Listed entries
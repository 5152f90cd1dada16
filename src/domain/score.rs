use std::fmt;

use serde::Serialize;

pub const MIN_SCORE: f64 = 0.0;
pub const MAX_SCORE: f64 = 10.0;

/// A grade on the 0-10 scale. Out-of-range inputs saturate instead of failing.
#[derive(Debug, Clone, Copy, PartialEq, PartialOrd, Serialize)]
#[serde(transparent)]
pub struct Score(f64);

impl Score {
    pub fn new(raw: f64) -> Self {
        if raw.is_nan() {
            return Self(MIN_SCORE);
        }
        Self(raw.clamp(MIN_SCORE, MAX_SCORE))
    }

    pub fn zero() -> Self {
        Self(MIN_SCORE)
    }

    pub fn value(&self) -> f64 {
        self.0
    }
}

impl fmt::Display for Score {
    fn fmt(&self, f: &mut fmt::Formatter<'_>) -> fmt::Result {
        write!(f, "{:.1}", self.0)
    }
}

#[derive(Debug, Clone, PartialEq, Serialize)]
pub struct ScoreResult {
    pub score: Score,
    pub feedback: String,
}
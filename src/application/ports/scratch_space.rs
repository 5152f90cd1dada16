use async_trait::async_trait;

use crate::domain::TempAudioHandle;

/// Per-request temporary files for audio that the backend reads from disk.
#[async_trait]
pub trait ScratchSpace: Send + Sync {
    /// Reserves a path no other live request can receive.
    async fn acquire(&self, extension: &str) -> Result<TempAudioHandle, ScratchError>;

    /// Persists `bytes` at the handle's path without replacing any existing file.
    async fn write(&self, handle: &TempAudioHandle, bytes: &[u8]) -> Result<u64, ScratchError>;

    /// Deletes the file. Failures are logged, never returned.
    async fn release(&self, handle: TempAudioHandle);
}

#[derive(Debug, thiserror::Error)]
pub enum ScratchError {
    #[error("scratch directory unavailable: {0}")]
    DirectoryUnavailable(String),
    #[error("write failed: {0}")]
    WriteFailed(String),
}
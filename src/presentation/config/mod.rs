mod environment;
mod scaffold_config;
mod settings;

pub use environment::Environment;
pub use scaffold_config::ScaffoldConfig;
pub use settings::{
    LoggingSettings, ProfileSettings, ScoringProvider, ScoringSettings, ScratchSettings,
    ServerSettings, Settings, TranscriptionSettings,
};
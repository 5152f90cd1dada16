use axum::Router;
use axum::extract::DefaultBodyLimit;
use axum::middleware;
use axum::routing::{get, post};
use tower_http::cors::{Any, CorsLayer};
use tower_http::trace::{DefaultMakeSpan, DefaultOnResponse, TraceLayer};
use tracing::Level;

use crate::infrastructure::observability::request_id_middleware;
use crate::presentation::handlers::{
    chat_handler, evaluate_handler, feedback_handler, health_handler, score_handler,
    transcribe_file_handler, transcribe_handler, transcribe_path_handler,
};
use crate::presentation::state::AppState;

pub fn create_router(state: AppState) -> Router {
    let cors = CorsLayer::new()
        .allow_origin(Any)
        .allow_methods(Any)
        .allow_headers(Any);

    let trace_layer = TraceLayer::new_for_http()
        .make_span_with(DefaultMakeSpan::new().level(Level::INFO))
        .on_response(DefaultOnResponse::new().level(Level::INFO));

    let mut router = Router::new()
        .route("/health", get(health_handler))
        .route("/transcribe", post(transcribe_handler))
        .route("/transcribe-file", post(transcribe_file_handler))
        .route("/score", post(score_handler))
        .route("/chat", post(chat_handler))
        .route("/api/evaluate", post(evaluate_handler))
        .route("/feedback", post(feedback_handler))
        .route("/api/feedback", post(feedback_handler));

    if state.allow_local_paths {
        tracing::warn!("Local path transcription enabled on /api/transcribe");
        router = router.route("/api/transcribe", post(transcribe_path_handler));
    }

    let body_limit = DefaultBodyLimit::max(state.max_body_bytes);

    router
        .layer(body_limit)
        .layer(middleware::from_fn(request_id_middleware))
        .layer(trace_layer)
        .layer(cors)
        .with_state(state)
}
use std::fmt;

/// Deployment environment, read from `APP_ENVIRONMENT`. Selects the
/// `appsettings.{environment}.toml` overlay.
#[derive(Debug, Clone, Copy, PartialEq, Eq)]
pub enum Environment {
    Local,
    Test,
    Prod,
}

impl Environment {
    pub fn as_str(&self) -> &'static str {
        match self {
            Environment::Local => "Local",
            Environment::Test => "Test",
            Environment::Prod => "Prod",
        }
    }

    pub fn from_env() -> Result<Self, String> {
        std::env::var("APP_ENVIRONMENT")
            .unwrap_or_else(|_| "local".to_string())
            .try_into()
    }
}

impl TryFrom<String> for Environment {
    type Error = String;

    fn try_from(s: String) -> Result<Self, Self::Error> {
        match s.trim().to_lowercase().as_str() {
            "local" | "development" | "dev" => Ok(Self::Local),
            "test" => Ok(Self::Test),
            "prod" | "production" => Ok(Self::Prod),
            other => Err(format!(
                "Invalid environment: {}. Expected: local, test, or prod",
                other
            )),
        }
    }
}

impl fmt::Display for Environment {
    fn fmt(&self, f: &mut fmt::Formatter<'_>) -> fmt::Result {
        write!(f, "{}", self.as_str())
    }
}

Task details
Word for word, transcribe all of the entries shown above.

Answer box
repository 5152f90cd1dada16
filename src/domain/score.rs
use std::fmt;

use serde::Serialize;

pub const MIN_SCORE: f64 = 0.0;
pub const MAX_SCORE: f64 = 10.0;

/// A grade on the 0-10 scale. Out-of-range inputs saturate instead of failing.
#[derive(Debug, Clone, Copy, PartialEq, PartialOrd, Serialize)]
#[serde(transparent)]
pub struct Score(f64);

impl Score {
    pub fn new(raw: f64) -> Self {
        if raw.is_nan() {
            return Self(MIN_SCORE);
        }
        Self(raw.clamp(MIN_SCORE, MAX_SCORE))
    }

    pub fn zero() -> Self {
        Self(MIN_SCORE)
    }

    pub fn value(&self) -> f64 {
        self.0
    }
}

impl fmt::Display for Score {
    fn fmt(&self, f: &mut fmt::Formatter<'_>) -> fmt::Result {
        write!(f, "{:.1}", self.0)
    }
}

#[derive(Debug, Clone, PartialEq, Serialize)]
pub struct ScoreResult {
    pub score: Score,
    pub feedback: String,
}
filename src/application/ports/scratch_space.rs
repository 5152f90cd1dada16
use async_trait::async_trait;

use crate::domain::TempAudioHandle;

/// Per-request temporary files for audio that the backend reads from disk.
#[async_trait]
pub trait ScratchSpace: Send + Sync {
    /// Reserves a path no other live request can receive.
    async fn acquire(&self, extension: &str) -> Result<TempAudioHandle, ScratchError>;

    /// Persists `bytes` at the handle's path without replacing any existing file.
    async fn write(&self, handle: &TempAudioHandle, bytes: &[u8]) -> Result<u64, ScratchError>;

    /// Deletes the file. Failures are logged, never returned.
    async fn release(&self, handle: TempAudioHandle);
}

#[derive(Debug, thiserror::Error)]
pub enum ScratchError {
    #[error("scratch directory unavailable: {0}")]
    DirectoryUnavailable(String),
    #[error("write failed: {0}")]
    WriteFailed(String),
}
filename src/presentation/config/mod.rs
mod environment;
mod scaffold_config;
mod settings;

pub use environment::Environment;
pub use scaffold_config::ScaffoldConfig;
pub use settings::{
    LoggingSettings, ProfileSettings, ScoringProvider, ScoringSettings, ScratchSettings,
    ServerSettings, Settings, TranscriptionSettings,
};
repository 5152f90cd1dada16
use axum::Router;
use axum::extract::DefaultBodyLimit;
use axum::middleware;
use axum::routing::{get, post};
use tower_http::cors::{Any, CorsLayer};
use tower_http::trace::{DefaultMakeSpan, DefaultOnResponse, TraceLayer};
use tracing::Level;

use crate::infrastructure::observability::request_id_middleware;
use crate::presentation::handlers::{
    chat_handler, evaluate_handler, feedback_handler, health_handler, score_handler,
    transcribe_file_handler, transcribe_handler, transcribe_path_handler,
};
use crate::presentation::state::AppState;

pub fn create_router(state: AppState) -> Router {
    let cors = CorsLayer::new()
        .allow_origin(Any)
        .allow_methods(Any)
        .allow_headers(Any);

    let trace_layer = TraceLayer::new_for_http()
        .make_span_with(DefaultMakeSpan::new().level(Level::INFO))
        .on_response(DefaultOnResponse::new().level(Level::INFO));

    let mut router = Router::new()
        .route("/health", get(health_handler))
        .route("/transcribe", post(transcribe_handler))
        .route("/transcribe-file", post(transcribe_file_handler))
        .route("/score", post(score_handler))
        .route("/chat", post(chat_handler))
        .route("/api/evaluate", post(evaluate_handler))
        .route("/feedback", post(feedback_handler))
        .route("/api/feedback", post(feedback_handler));

    if state.allow_local_paths {
        tracing::warn!("Local path transcription enabled on /api/transcribe");
        router = router.route("/api/transcribe", post(transcribe_path_handler));
    }

    let body_limit = DefaultBodyLimit::max(state.max_body_bytes);

    router
        .layer(body_limit)
        .layer(middleware::from_fn(request_id_middleware))
        .layer(trace_layer)
        .layer(cors)
        .with_state(state)
}
use std::fmt;

/// Deployment environment, read from `APP_ENVIRONMENT`. Selects the
/// `appsettings.{environment}.toml` overlay.
#[derive(Debug, Clone, Copy, PartialEq, Eq)]
pub enum Environment {
    Local,
    Test,
    Prod,
}

impl Environment {
    pub fn as_str(&self) -> &'static str {
        match self {
            Environment::Local => "Local",
            Environment::Test => "Test",
            Environment::Prod => "Prod",
        }
    }

    pub fn from_env() -> Result<Self, String> {
        std::env::var("APP_ENVIRONMENT")
            .unwrap_or_else(|_| "local".to_string())
            .try_into()
    }
}

impl TryFrom<String> for Environment {
    type Error = String;

    fn try_from(s: String) -> Result<Self, Self::Error> {
        match s.trim().to_lowercase().as_str() {
            "local" | "development" | "dev" => Ok(Self::Local),
            "test" => Ok(Self::Test),
            "prod" | "production" => Ok(Self::Prod),
            other => Err(format!(
                "Invalid environment: {}. Expected: local, test, or prod",
                other
            )),
        }
    }
}

impl fmt::Display for Environment {
    fn fmt(&self, f: &mut fmt::Formatter<'_>) -> fmt::Result {
        write!(f, "{}", self.as_str())
    }
}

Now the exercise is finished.